Work item |
Please copy exactly the lines from the top of the data through the line containing "two arrays with", and nothing else.

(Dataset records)
+ + + +
//! Runtime values for the Monkey interpreter.
//!
//! # Heap Payloads
//!
//! Strings, arrays, hashes, closures, quotes and errors live behind
//! [`Heap<T>`], whose constructor is private to this module. Values are
//! built through the factory methods on [`Value`]:
//!
//! ```text
//! let s = Value::string("hello");
//! let arr = Value::array(vec![Value::Integer(1)]);
//! let err = Value::error("identifier not found: x");
//! ```
//!
//! # Equality
//!
//! There are two notions of equality:
//!
//! - [`Value::identical`] is what the language's `==` uses on non-scalar
//!   operands: composite values compare by allocation, so two arrays with
//!   equal contents are not `==`.
//! - `PartialEq` is structural and exists for hosts and tests.
//!
//! # Thread Safety
//!
//! Every payload is `Arc`-backed, so a `Value` is `Send + Sync` and can be
//! handed to a launched task or sent through a result channel.

mod composite;
mod heap;

use std::collections::BTreeMap;
use std::fmt;
use std::sync::Arc;

use monkey_ir::{Expr, FunctionLiteral};

use crate::environment::Environment;
use crate::thread_registry::ThreadId;

pub use composite::{Builtin, BuiltinFn, FunctionValue, Intrinsic};
pub use heap::Heap;

/// Key of a hash value. Only integers, booleans and strings are hashable.
///
/// The derived ordering (integers, then booleans, then strings) gives hash
/// values a deterministic rendering.
#[derive(Clone, Debug, PartialEq, Eq, Hash, PartialOrd, Ord)]
pub enum HashKey {
    Integer(i64),
    Boolean(bool),
    String(String),
}

impl HashKey {
    /// The value this key was derived from.
    pub fn to_value(&self) -> Value {
        match self {
            HashKey::Integer(n) => Value::Integer(*n),
            HashKey::Boolean(b) => Value::Boolean(*b),
            HashKey::String(s) => Value::string(s.as_str()),
        }
    }
}

impl fmt::Display for HashKey {
    fn fmt(&self, f: &mut fmt::Formatter<'_>) -> fmt::Result {
        match self {
            HashKey::Integer(n) => write!(f, "{n}"),
            HashKey::Boolean(b) => write!(f, "{b}"),
            HashKey::String(s) => f.write_str(s),
        }
    }
}

/// Entries of a hash value, ordered by key.
pub type HashPairs = BTreeMap<HashKey, Value>;

/// Runtime value.
#[derive(Clone)]
pub enum Value {
    // Scalars (inline)
    Integer(i64),
    Boolean(bool),
    Null,

    // Heap types (constructed through factory methods)
    String(Heap<String>),
    Array(Heap<Vec<Value>>),
    Hash(Heap<HashPairs>),
    /// User function (closure).
    Function(Heap<FunctionValue>),
    /// Wrapper produced by `return`; unwrapped by the nearest enclosing
    /// function call or program, never stored or operated on.
    Return(Heap<Value>),
    /// Language-level error. Propagates through every composite evaluation.
    Error(Heap<String>),
    /// Unevaluated syntax produced by `quote`.
    Quote(Heap<Expr>),
    /// Macro definition (only ever bound in a macro environment).
    Macro(Heap<FunctionValue>),

    // Natives
    /// Entry of the general builtin table.
    Builtin(Builtin),
    /// `eval`, `launch` or `await`.
    Intrinsic(Intrinsic),
    /// Handle of a launched task.
    ThreadHandle(ThreadId),
}

// Factory methods

impl Value {
    #[inline]
    pub fn string(s: impl Into<String>) -> Self {
        Value::String(Heap::new(s.into()))
    }

    #[inline]
    pub fn array(elements: Vec<Value>) -> Self {
        Value::Array(Heap::new(elements))
    }

    #[inline]
    pub fn hash(pairs: HashPairs) -> Self {
        Value::Hash(Heap::new(pairs))
    }

    /// Close `literal` over `env`.
    #[inline]
    pub fn function(literal: Arc<FunctionLiteral>, env: Environment) -> Self {
        Value::Function(Heap::new(FunctionValue::new(literal, env)))
    }

    #[inline]
    pub fn macro_value(literal: Arc<FunctionLiteral>, env: Environment) -> Self {
        Value::Macro(Heap::new(FunctionValue::new(literal, env)))
    }

    #[inline]
    pub fn return_value(value: Value) -> Self {
        Value::Return(Heap::new(value))
    }

    #[inline]
    pub fn error(message: impl Into<String>) -> Self {
        Value::Error(Heap::new(message.into()))
    }

    #[inline]
    pub fn quote(node: Expr) -> Self {
        Value::Quote(Heap::new(node))
    }
}

// Value methods

impl Value {
    /// Type name used in error messages.
    pub fn type_name(&self) -> &'static str {
        match self {
            Value::Integer(_) => "INTEGER",
            Value::Boolean(_) => "BOOLEAN",
            Value::Null => "NULL",
            Value::String(_) => "STRING",
            Value::Array(_) => "ARRAY",
            Value::Hash(_) => "HASH",
            Value::Function(_) => "FUNCTION",
            Value::Return(_) => "RETURN_VALUE",
            Value::Error(_) => "ERROR",
            Value::Quote(_) => "QUOTE",
            Value::Macro(_) => "MACRO",
            Value::Builtin(_) | Value::Intrinsic(_) => "BUILTIN",
            Value::ThreadHandle(_) => "THREAD_HANDLE",
        }
    }

    /// `null` and `false` are falsy; everything else, including `0` and
    /// `""`, is truthy.
    #[inline]
    pub fn is_truthy(&self) -> bool {
        !matches!(self, Value::Null | Value::Boolean(false))
    }

    #[inline]
    pub fn is_error(&self) -> bool {
        matches!(self, Value::Error(_))
    }

    /// Errors and `return` wrappers both end evaluation of the enclosing
    /// expression and travel up to the nearest block or call unchanged.
    #[inline]
    pub fn is_return_or_error(&self) -> bool {
        matches!(self, Value::Return(_) | Value::Error(_))
    }

    #[inline]
    pub fn is_null(&self) -> bool {
        matches!(self, Value::Null)
    }

    pub fn as_str(&self) -> Option<&str> {
        match self {
            Value::String(s) => Some(s),
            _ => None,
        }
    }

    /// Message of an error value.
    pub fn as_error(&self) -> Option<&str> {
        match self {
            Value::Error(message) => Some(message),
            _ => None,
        }
    }

    /// Key for this value, or `None` if it cannot be used as a hash key.
    pub fn hash_key(&self) -> Option<HashKey> {
        match self {
            Value::Integer(n) => Some(HashKey::Integer(*n)),
            Value::Boolean(b) => Some(HashKey::Boolean(*b)),
            Value::String(s) => Some(HashKey::String(String::clone(s))),
            _ => None,
        }
    }

    /// Strip a `return` wrapper, if any.
    pub fn unwrap_return(self) -> Value {
        match self {
            Value::Return(inner) => Value::clone(&inner),
            other => other,
        }
    }

    /// Identity comparison used by `==` for operands that are not both
    /// integers or both strings.
    pub fn identical(&self, other: &Value) -> bool {
        match (self, other) {
            (Value::Integer(a), Value::Integer(b)) => a == b,
            (Value::Boolean(a), Value::Boolean(b)) => a == b,
            (Value::Null, Value::Null) => true,
            (Value::String(a), Value::String(b)) | (Value::Error(a), Value::Error(b)) => {
                Heap::ptr_eq(a, b)
            }
            (Value::Array(a), Value::Array(b)) => Heap::ptr_eq(a, b),
            (Value::Hash(a), Value::Hash(b)) => Heap::ptr_eq(a, b),
            (Value::Function(a), Value::Function(b)) | (Value::Macro(a), Value::Macro(b)) => {
                Heap::ptr_eq(a, b)
            }
            (Value::Return(a), Value::Return(b)) => Heap::ptr_eq(a, b),
            (Value::Quote(a), Value::Quote(b)) => Heap::ptr_eq(a, b),
            (Value::Builtin(a), Value::Builtin(b)) => a == b,
            (Value::Intrinsic(a), Value::Intrinsic(b)) => a == b,
            (Value::ThreadHandle(a), Value::ThreadHandle(b)) => a == b,
            _ => false,
        }
    }

    /// Text shown by the REPL and by `puts`.
    pub fn inspect(&self) -> String {
        self.to_string()
    }
}

fn write_separated<'a, T, I>(f: &mut fmt::Formatter<'_>, items: I) -> fmt::Result
where
    T: fmt::Display + 'a,
    I: IntoIterator<Item = &'a T>,
{
    for (i, item) in items.into_iter().enumerate() {
        if i > 0 {
            f.write_str(", ")?;
        }
        write!(f, "{item}")?;
    }
    Ok(())
}

impl fmt::Display for Value {
    fn fmt(&self, f: &mut fmt::Formatter<'_>) -> fmt::Result {
        match self {
            Value::Integer(n) => write!(f, "{n}"),
            Value::Boolean(b) => write!(f, "{b}"),
            Value::Null => f.write_str("null"),
            Value::String(s) => f.write_str(s),
            Value::Array(elements) => {
                f.write_str("[")?;
                write_separated(f, elements.iter())?;
                f.write_str("]")
            }
            Value::Hash(pairs) => {
                f.write_str("{")?;
                for (i, (key, value)) in pairs.iter().enumerate() {
                    if i > 0 {
                        f.write_str(", ")?;
                    }
                    write!(f, "{key}: {value}")?;
                }
                f.write_str("}")
            }
            Value::Function(func) => {
                f.write_str("fn")?;
                func.fmt_signature_and_body(f)
            }
            Value::Macro(mac) => {
                f.write_str("macro")?;
                mac.fmt_signature_and_body(f)
            }
            Value::Return(inner) => write!(f, "{}", **inner),
            Value::Error(message) => write!(f, "ERROR: {}", **message),
            Value::Quote(node) => write!(f, "QUOTE({})", **node),
            Value::Builtin(_) | Value::Intrinsic(_) => f.write_str("builtin function"),
            Value::ThreadHandle(id) => write!(f, "thread#{id}"),
        }
    }
}

impl fmt::Debug for Value {
    fn fmt(&self, f: &mut fmt::Formatter<'_>) -> fmt::Result {
        match self {
            Value::Integer(n) => write!(f, "Integer({n})"),
            Value::Boolean(b) => write!(f, "Boolean({b})"),
            Value::Null => f.write_str("Null"),
            Value::String(s) => write!(f, "String({:?})", **s),
            Value::Array(elements) => f.debug_tuple("Array").field(&**elements).finish(),
            Value::Hash(pairs) => f.debug_tuple("Hash").field(&**pairs).finish(),
            Value::Function(func) => f.debug_tuple("Function").field(&**func).finish(),
            Value::Macro(mac) => f.debug_tuple("Macro").field(&**mac).finish(),
            Value::Return(inner) => f.debug_tuple("Return").field(&**inner).finish(),
            Value::Error(message) => write!(f, "Error({:?})", **message),
            Value::Quote(node) => write!(f, "Quote({})", **node),
            Value::Builtin(builtin) => write!(f, "{builtin:?}"),
            Value::Intrinsic(intrinsic) => write!(f, "Intrinsic({})", intrinsic.name()),
            Value::ThreadHandle(id) => write!(f, "ThreadHandle({id})"),
        }
    }
}

/// Structural equality. Closures and quotes still compare by identity.
impl PartialEq for Value {
    fn eq(&self, other: &Self) -> bool {
        match (self, other) {
            (Value::String(a), Value::String(b)) | (Value::Error(a), Value::Error(b)) => **a == **b,
            (Value::Array(a), Value::Array(b)) => **a == **b,
            (Value::Hash(a), Value::Hash(b)) => **a == **b,
            (Value::Return(a), Value::Return(b)) => **a == **b,
            _ => self.identical(other),
        }
    }
}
+ + + +
Written solution |
//! Runtime values for the Monkey interpreter.
//!
//! # Heap Payloads
//!
//! Strings, arrays, hashes, closures, quotes and errors live behind
//! [`Heap<T>`], whose constructor is private to this module. Values are
//! built through the factory methods on [`Value`]:
//!
//! ```text
//! let s = Value::string("hello");
//! let arr = Value::array(vec![Value::Integer(1)]);
//! let err = Value::error("identifier not found: x");
//! ```
//!
//! # Equality
//!
//! There are two notions of equality:
//!
//! - [`Value::identical`] is what the language's `==` uses on non-scalar
//!   operands: composite values compare by allocation, so two arrays with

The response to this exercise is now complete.